◆ **Task statement**
For the material below, output exactly the span from the line with "let projection = Projection" to the line with "Node/edge JSON exporter", including both, and nothing besides.

◆ **Provided information**
========================================
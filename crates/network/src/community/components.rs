//! Connected components partitioning

use super::{CommunityDetection, Projection};
use citeforge_common::models::ClusteringStrategy;
use petgraph::unionfind::UnionFind;
use std::collections::HashMap;

/// Every connected component of the projection is one community
#[derive(Debug, Clone, Copy, Default)]
pub struct ConnectedComponents;

impl CommunityDetection for ConnectedComponents {
    fn strategy(&self) -> ClusteringStrategy {
        ClusteringStrategy::ConnectedComponents
    }

    fn partition(&self, projection: &Projection) -> Vec<Vec<usize>> {
        let mut sets = UnionFind::new(projection.nodes);
        for &(a, b) in &projection.edges {
            sets.union(a, b);
        }

        // Group in order of first appearance
        let mut slots: HashMap<usize, usize> = HashMap::new();
        let mut groups: Vec<Vec<usize>> = Vec::new();
        for node in 0..projection.nodes {
            let root = sets.find(node);
            let slot = *slots.entry(root).or_insert_with(|| {
                groups.push(Vec::new());
                groups.len() - 1
            });
            groups[slot].push(node);
        }

        groups
    }
}

#[cfg(test)]
mod tests {
    use super::*;

    #[test]
    fn test_components() {
        let projection = Projection {
            nodes: 5,
            edges: vec![(0, 3), (1, 2)],
        };

        let groups = ConnectedComponents.partition(&projection);
        assert_eq!(groups, vec![vec![0, 3], vec![1, 2], vec![4]]);
    }

    #[test]
    fn test_empty_projection() {
        let groups = ConnectedComponents.partition(&Projection::default());
        assert!(groups.is_empty());
    }
}
//! Visualization export
//!
//! Exporters turn a finished network into an artifact a front end can draw.
//! The bundled exporter emits a node/edge JSON document.

use crate::graph::{CitationGraph, PaperNode};
use citeforge_common::errors::{AppError, Result};
use serde::Serialize;

const LABEL_LIMIT: usize = 30;
const MIN_NODE_SIZE: f64 = 10.0;
const MAX_NODE_SIZE: f64 = 50.0;

/// Renders a citation network
pub trait NetworkExporter: Send + Sync {
    /// Short name used in logs
    fn name(&self) -> &str;

    fn export(&self, graph: &CitationGraph) -> Result<String>;
}

/// Node of the exported document
#[derive(Debug, Clone, Serialize)]
#[serde(rename_all = "camelCase")]
pub struct GraphNode {
    pub id: String,
    pub label: String,
    pub tooltip: String,
    pub size: f64,
    pub year: Option<i32>,
    pub citation_count: Option<u64>,
    pub attributed: bool,
}

/// Directed edge, citing paper first
#[derive(Debug, Clone, Serialize)]
pub struct GraphEdge {
    pub source: String,
    pub target: String,
}

#[derive(Debug, Clone, Serialize)]
pub struct GraphDocument {
    pub nodes: Vec<GraphNode>,
    pub edges: Vec<GraphEdge>,
}

/// Node/edge JSON exporter
#[derive(Debug, Clone, Default)]
pub struct JsonGraphExporter {
    pretty: bool,
}

impl JsonGraphExporter {
    pub fn new() -> Self {
        Self::default()
    }

    /// Indent the output
    pub fn pretty(mut self) -> Self {
        self.pretty = true;
        self
    }

    /// Build the document without serializing it
    pub fn document(&self, graph: &CitationGraph) -> GraphDocument {
        let max_citations = graph
            .nodes()
            .filter_map(|n| n.record().and_then(|r| r.citation_count))
            .max()
            .unwrap_or(0);

        let nodes = graph
            .nodes()
            .map(|node| graph_node(node, max_citations))
            .collect();

        let edges = graph
            .edges()
            .map(|(source, target)| GraphEdge {
                source: source.to_string(),
                target: target.to_string(),
            })
            .collect();

        GraphDocument { nodes, edges }
    }
}

impl NetworkExporter for JsonGraphExporter {
    fn name(&self) -> &str {
        "json_graph"
    }

    fn export(&self, graph: &CitationGraph) -> Result<String> {
        let document = self.document(graph);
        let rendered = if self.pretty {
            serde_json::to_string_pretty(&document)
        } else {
            serde_json::to_string(&document)
        };

        rendered.map_err(|e| AppError::Export {
            message: e.to_string(),
        })
    }
}

fn graph_node(node: &PaperNode, max_citations: u64) -> GraphNode {
    let Some(record) = node.record() else {
        return GraphNode {
            id: node.id.clone(),
            label: truncate_label(&node.id),
            tooltip: node.id.clone(),
            size: MIN_NODE_SIZE,
            year: None,
            citation_count: None,
            attributed: false,
        };
    };

    let year = record
        .year
        .map(|y| y.to_string())
        .unwrap_or_else(|| "N/A".to_string());
    let citations = record.citation_count.unwrap_or(0);

    let size = if max_citations == 0 {
        MIN_NODE_SIZE
    } else {
        MIN_NODE_SIZE + (citations as f64 / max_citations as f64) * (MAX_NODE_SIZE - MIN_NODE_SIZE)
    };

    GraphNode {
        id: node.id.clone(),
        label: truncate_label(&format!("{} ({})", record.title, year)),
        tooltip: format!(
            "{}\n{}\nYear: {}\nCitations: {}",
            record.title,
            record.author_line(),
            year,
            citations
        ),
        size,
        year: record.year,
        citation_count: record.citation_count,
        attributed: true,
    }
}

fn truncate_label(label: &str) -> String {
    if label.chars().count() > LABEL_LIMIT {
        let head: String = label.chars().take(LABEL_LIMIT).collect();
        format!("{}...", head)
    } else {
        label.to_string()
    }
}
//! Metrics and observability utilities
//!
//! Provides Prometheus metrics with standardized naming conventions.

use metrics::{
    counter, describe_counter, describe_gauge, describe_histogram, gauge, histogram, Unit,
};
use std::time::Instant;

/// Metrics prefix for all CiteForge metrics
pub const METRICS_PREFIX: &str = "citeforge";

/// Histogram buckets for request latency (in seconds)
pub const LATENCY_BUCKETS: &[f64] = &[
    0.005,  // 5ms
    0.010,  // 10ms
    0.050,  // 50ms
    0.100,  // 100ms
    0.250,  // 250ms
    0.500,  // 500ms
    1.000,  // 1s
    2.500,  // 2.5s
    5.000,  // 5s
    10.00,  // 10s
];

/// Buckets for whole analyses (dominated by provider round trips)
pub const ANALYSIS_BUCKETS: &[f64] = &[
    0.5,
    1.0,
    5.0,
    15.0,
    30.0,
    60.0,
    120.0,
    300.0,
];

/// Register all metric descriptions
pub fn register_metrics() {
    // Request metrics
    describe_counter!(
        format!("{}_requests_total", METRICS_PREFIX),
        Unit::Count,
        "Total number of HTTP requests"
    );

    describe_histogram!(
        format!("{}_request_duration_seconds", METRICS_PREFIX),
        Unit::Seconds,
        "HTTP request latency in seconds"
    );

    // Provider metrics
    describe_counter!(
        format!("{}_provider_fetch_total", METRICS_PREFIX),
        Unit::Count,
        "Metadata provider lookups by outcome"
    );

    describe_histogram!(
        format!("{}_provider_fetch_duration_seconds", METRICS_PREFIX),
        Unit::Seconds,
        "Metadata provider lookup latency in seconds"
    );

    // Analysis metrics
    describe_counter!(
        format!("{}_analyses_total", METRICS_PREFIX),
        Unit::Count,
        "Citation network analyses by outcome"
    );

    describe_histogram!(
        format!("{}_analysis_duration_seconds", METRICS_PREFIX),
        Unit::Seconds,
        "End-to-end analysis latency in seconds"
    );

    describe_gauge!(
        format!("{}_network_nodes", METRICS_PREFIX),
        Unit::Count,
        "Attributed nodes in the most recent network"
    );

    describe_gauge!(
        format!("{}_network_edges", METRICS_PREFIX),
        Unit::Count,
        "Edges in the most recent network"
    );

    describe_counter!(
        format!("{}_clustering_fallback_total", METRICS_PREFIX),
        Unit::Count,
        "Analyses that substituted connected components for modularity clustering"
    );

    tracing::info!("Metrics registered");
}

/// Helper to record request metrics
pub struct RequestMetrics {
    start: Instant,
    endpoint: String,
    method: String,
}

impl RequestMetrics {
    /// Start tracking a request
    pub fn start(method: &str, endpoint: &str) -> Self {
        Self {
            start: Instant::now(),
            endpoint: endpoint.to_string(),
            method: method.to_string(),
        }
    }

    /// Record request completion
    pub fn finish(self, status: u16) {
        let duration = self.start.elapsed().as_secs_f64();

        counter!(
            format!("{}_requests_total", METRICS_PREFIX),
            "method" => self.method.clone(),
            "endpoint" => self.endpoint.clone(),
            "status" => status.to_string()
        )
        .increment(1);

        histogram!(
            format!("{}_request_duration_seconds", METRICS_PREFIX),
            "method" => self.method,
            "endpoint" => self.endpoint
        )
        .record(duration);
    }
}

/// Outcome of a single provider lookup
#[derive(Debug, Clone, Copy, PartialEq, Eq)]
pub enum FetchOutcome {
    Found,
    Absent,
    Failed,
}

impl FetchOutcome {
    pub fn as_str(&self) -> &'static str {
        match self {
            FetchOutcome::Found => "found",
            FetchOutcome::Absent => "absent",
            FetchOutcome::Failed => "failed",
        }
    }
}

/// Helper to record provider lookup metrics
pub fn record_fetch(duration_secs: f64, provider: &str, outcome: FetchOutcome) {
    counter!(
        format!("{}_provider_fetch_total", METRICS_PREFIX),
        "provider" => provider.to_string(),
        "outcome" => outcome.as_str()
    )
    .increment(1);

    histogram!(
        format!("{}_provider_fetch_duration_seconds", METRICS_PREFIX),
        "provider" => provider.to_string()
    )
    .record(duration_secs);
}

/// Helper to record a completed analysis
pub fn record_analysis(duration_secs: f64, nodes: usize, edges: usize, strategy: &str) {
    counter!(
        format!("{}_analyses_total", METRICS_PREFIX),
        "outcome" => "success",
        "strategy" => strategy.to_string()
    )
    .increment(1);

    histogram!(format!("{}_analysis_duration_seconds", METRICS_PREFIX)).record(duration_secs);

    gauge!(format!("{}_network_nodes", METRICS_PREFIX)).set(nodes as f64);
    gauge!(format!("{}_network_edges", METRICS_PREFIX)).set(edges as f64);
}

/// Helper to record an analysis that produced no network
pub fn record_empty_network() {
    counter!(
        format!("{}_analyses_total", METRICS_PREFIX),
        "outcome" => "empty_network"
    )
    .increment(1);
}

/// Helper to record a clustering strategy substitution
pub fn record_clustering_fallback(preferred: &str) {
    counter!(
        format!("{}_clustering_fallback_total", METRICS_PREFIX),
        "preferred" => preferred.to_string()
    )
    .increment(1);
}

#[cfg(test)]
mod tests {
    use super::*;

    #[test]
    fn test_buckets_sorted() {
        for buckets in [LATENCY_BUCKETS, ANALYSIS_BUCKETS] {
            let mut prev = 0.0;
            for &bucket in buckets {
                assert!(bucket > prev);
                prev = bucket;
            }
        }
    }

    #[test]
    fn test_recorders_without_exporter() {
        // No recorder installed: calls are no-ops and must not panic
        let metrics = RequestMetrics::start("POST", "/v2/citations/analyze");
        metrics.finish(200);
        record_fetch(0.01, "in_memory", FetchOutcome::Absent);
        record_analysis(1.5, 10, 12, "modularity");
        record_empty_network();
        record_clustering_fallback("modularity");
    }
}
========================================
◆ **Task solution**
        let projection = Projection {
            nodes: 5,
            edges: vec![(0, 3), (1, 2)],
        };

        let groups = ConnectedComponents.partition(&projection);
        assert_eq!(groups, vec![vec![0, 3], vec![1, 2], vec![4]]);
    }

    #[test]
    fn test_empty_projection() {
        let groups = ConnectedComponents.partition(&Projection::default());
        assert!(groups.is_empty());
    }
}
//! Visualization export
//!
//! Exporters turn a finished network into an artifact a front end can draw.
//! The bundled exporter emits a node/edge JSON document.

use crate::graph::{CitationGraph, PaperNode};
use citeforge_common::errors::{AppError, Result};
use serde::Serialize;

const LABEL_LIMIT: usize = 30;
const MIN_NODE_SIZE: f64 = 10.0;
const MAX_NODE_SIZE: f64 = 50.0;

/// Renders a citation network
pub trait NetworkExporter: Send + Sync {
    /// Short name used in logs
    fn name(&self) -> &str;

    fn export(&self, graph: &CitationGraph) -> Result<String>;
}

/// Node of the exported document
#[derive(Debug, Clone, Serialize)]
#[serde(rename_all = "camelCase")]
pub struct GraphNode {
    pub id: String,
    pub label: String,
    pub tooltip: String,
    pub size: f64,
    pub year: Option<i32>,
    pub citation_count: Option<u64>,
    pub attributed: bool,
}

/// Directed edge, citing paper first
#[derive(Debug, Clone, Serialize)]
pub struct GraphEdge {
    pub source: String,
    pub target: String,
}

#[derive(Debug, Clone, Serialize)]
pub struct GraphDocument {
    pub nodes: Vec<GraphNode>,
    pub edges: Vec<GraphEdge>,
}

/// Node/edge JSON exporter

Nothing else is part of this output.